> **Work to be completed**
Transcribe each line of the material exactly as it stands.
Start of Block
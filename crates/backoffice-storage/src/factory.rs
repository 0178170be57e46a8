#[cfg(feature = "storage-s3")]
use crate::S3Presigner;
use crate::{StorageError, StorageResult, UploadPresigner};
use backoffice_core::StorageConfig;
use std::sync::Arc;

/// Create the upload presigner for the configured bucket
pub async fn create_presigner(config: &StorageConfig) -> StorageResult<Arc<dyn UploadPresigner>> {
    if config.bucket.trim().is_empty() {
        return Err(StorageError::ConfigError(
            "AWS_BUCKET_NAME not configured".to_string(),
        ));
    }

    #[cfg(feature = "storage-s3")]
    {
        let presigner = S3Presigner::new(config).await?;
        tracing::info!(
            bucket = %config.bucket,
            region = %config.region,
            custom_endpoint = config.endpoint_url.is_some(),
            "S3 upload presigner initialized"
        );
        Ok(Arc::new(presigner))
    }

    #[cfg(not(feature = "storage-s3"))]
    {
        Err(StorageError::ConfigError(
            "S3 presigner not available (storage-s3 feature not enabled)".to_string(),
        ))
    }
}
End of Block
> **Task response**
filename crates/backoffice-storage/src/factory.rs
repository 0178170be57e46a8
#[cfg(feature = "storage-s3")]
use crate::S3Presigner;
use crate::{StorageError, StorageResult, UploadPresigner};
use backoffice_core::StorageConfig;
use std::sync::Arc;

/// Create the upload presigner for the configured bucket
pub async fn create_presigner(config: &StorageConfig) -> StorageResult<Arc<dyn UploadPresigner>> {
    if config.bucket.trim().is_empty() {
        return Err(StorageError::ConfigError(
            "AWS_BUCKET_NAME not configured".to_string(),
        ));
    }

    #[cfg(feature = "storage-s3")]
    {
        let presigner = S3Presigner::new(config).await?;
        tracing::info!(
            bucket = %config.bucket,
            region = %config.region,
            custom_endpoint = config.endpoint_url.is_some(),
            "S3 upload presigner initialized"
        );
        Ok(Arc::new(presigner))
    }

    #[cfg(not(feature = "storage-s3"))]
    {
        Err(StorageError::ConfigError(
            "S3 presigner not available (storage-s3 feature not enabled)".to_string(),
        ))
    }
}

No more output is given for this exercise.